Technical information
- Licensing authority: FCC
- Facility ID: 40407
- Class: B
- ERP: 50,000 watts
- HAAT: 150 meters (490 ft)
- Transmitter coordinates: 42°27′13″N 83°9′50″W﻿ / ﻿42.45361°N 83.16389°W
- Translator: HD2: 99.1 W256EA (Birmingham)

Links
- Public license information: Public file; LMS;
- Webcast: Listen live
- Website: 1051thebounce.com detroitpraisenetwork.com (HD2)

= WMGC-FM =

Classic hip hop radio station in Detroit

WMGC-FM (105.1 MHz "105.1 The Bounce") is a commercial radio station in Detroit, Michigan. It is owned and operated by the Beasley Broadcast Group and airs a classic hip hop radio format. WMGC-FM broadcasts with 50,000 watts of effective radiated power (ERP) from a transmitter tower co-located with its studios and offices off Radio Plaza located in Royal Oak Charter Township in Oakland County.

==History==

===Classical music as WQRS (1960–1997)===
The station signed on the air on March 6, 1960, owned by Fine Arts Broadcasters. For nearly four decades, 105.1 was home to Detroit's commercial classical music station, WQRS. During its early years, WQRS was commercial-free and listener-supported, a precursor to NPR. Operated by volunteers headed by General Manager Richard Hughes, it had tiny studios at the top of the Maccabees Building near Wayne State University. It also featured folk, jazz and other adult-appeal forms of music. Classical music was one of the most common formats on the fledgling FM dial during the 1950s and 1960s, but WQRS continued with fine-arts programming long after many other stations had dropped it.

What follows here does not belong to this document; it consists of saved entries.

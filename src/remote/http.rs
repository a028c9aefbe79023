//! `RemoteApi` over HTTP with JSON bodies.

use async_trait::async_trait;
use serde::de::DeserializeOwned;
use serde::Serialize;
use serde_json::json;
use std::time::Duration;
use tracing::debug;

use super::{LibraryEntry, RemoteApi, RemoteSearchHit};
use crate::config::RemoteConfig;
use crate::error::RemoteError;
use crate::search::SearchOptions;

#[derive(Clone)]
pub struct HttpRemote {
    agent: ureq::Agent,
    endpoint: String,
    api_key: Option<String>,
}

impl HttpRemote {
    pub fn new(config: &RemoteConfig, timeout: Duration) -> Self {
        let agent = ureq::AgentBuilder::new().timeout(timeout).build();
        Self {
            agent,
            endpoint: config.endpoint.trim_end_matches('/').to_string(),
            api_key: config.api_key.clone(),
        }
    }

    fn request(&self, method: &str, path: &str) -> ureq::Request {
        let url = format!("{}{}", self.endpoint, path);
        let mut req = self.agent.request(method, &url);
        if let Some(ref api_key) = self.api_key {
            req = req.set("Authorization", &format!("Bearer {}", api_key));
        }
        req
    }

    async fn post<B, T>(&self, path: &str, body: B) -> Result<T, RemoteError>
    where
        B: Serialize + Send + 'static,
        T: DeserializeOwned + Send + 'static,
    {
        let req = self
            .request("POST", path)
            .set("Content-Type", "application/json");
        let path = path.to_string();
        blocking(move || {
            debug!(path = %path, "POST");
            let response = req.send_json(body).map_err(map_error)?;
            read_json(response)
        })
        .await
    }

    async fn post_unit<B>(&self, path: &str, body: B) -> Result<(), RemoteError>
    where
        B: Serialize + Send + 'static,
    {
        let req = self
            .request("POST", path)
            .set("Content-Type", "application/json");
        blocking(move || {
            req.send_json(body).map_err(map_error)?;
            Ok(())
        })
        .await
    }
}

/// Run a blocking HTTP call off the async runtime.
async fn blocking<T, F>(f: F) -> Result<T, RemoteError>
where
    F: FnOnce() -> Result<T, RemoteError> + Send + 'static,
    T: Send + 'static,
{
    tokio::task::spawn_blocking(f)
        .await
        .map_err(|e| RemoteError::Network(format!("request task failed: {}", e)))?
}

fn map_error(err: ureq::Error) -> RemoteError {
    match err {
        ureq::Error::Status(status, response) => {
            let message = response
                .into_string()
                .unwrap_or_else(|_| String::from("unreadable response body"));
            RemoteError::http(status, message)
        }
        ureq::Error::Transport(transport) => RemoteError::Network(transport.to_string()),
    }
}

fn read_json<T: DeserializeOwned>(response: ureq::Response) -> Result<T, RemoteError> {
    let status = response.status();
    response
        .into_json()
        .map_err(|e| RemoteError::http(status, format!("invalid response body: {}", e)))
}

#[async_trait]
impl RemoteApi for HttpRemote {
    async fn set_favorite(&self, dir: &str, path: &str, favorite: bool) -> Result<(), RemoteError> {
        self.post_unit(
            "/api/favorite",
            json!({ "dir": dir, "path": path, "favorite": favorite }),
        )
        .await
    }

    async fn set_tags(&self, dir: &str, path: &str, tags: &[String]) -> Result<(), RemoteError> {
        self.post_unit("/api/tags", json!({ "dir": dir, "path": path, "tags": tags }))
            .await
    }

    async fn delete(&self, dir: &str, paths: &[String]) -> Result<(), RemoteError> {
        self.post_unit("/api/delete", json!({ "dir": dir, "paths": paths }))
            .await
    }

    async fn search(
        &self,
        dir: &str,
        query: &str,
        options: &SearchOptions,
    ) -> Result<Vec<RemoteSearchHit>, RemoteError> {
        self.post(
            "/api/search",
            json!({ "dir": dir, "query": query, "options": options }),
        )
        .await
    }

    async fn get_library(&self, dir: &str) -> Result<Vec<LibraryEntry>, RemoteError> {
        let req = self.request("GET", "/api/library").query("dir", dir);
        blocking(move || {
            let response = req.call().map_err(map_error)?;
            read_json(response)
        })
        .await
    }

    async fn ping(&self) -> Result<(), RemoteError> {
        let req = self.request("GET", "/api/health");
        blocking(move || {
            req.call().map_err(map_error)?;
            Ok(())
        })
        .await
    }
}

Personalities such as Geri Brooks, Dave Wagner and Dick Wallace were well known to fans of music in the Motor City. Dave Wagner was noted for a sense of humor that might have fit just as well on a pop music radio station – regarded by fans as something different in a format often derided as "staid" or "stuffy". Voted "The Classiest Lady in Detroit" by the Detroit Free Press, Geri Brooks had a listenership who warmed to her on-air style and English accent. She served additionally as a program host for the Michigan Opera Theatre.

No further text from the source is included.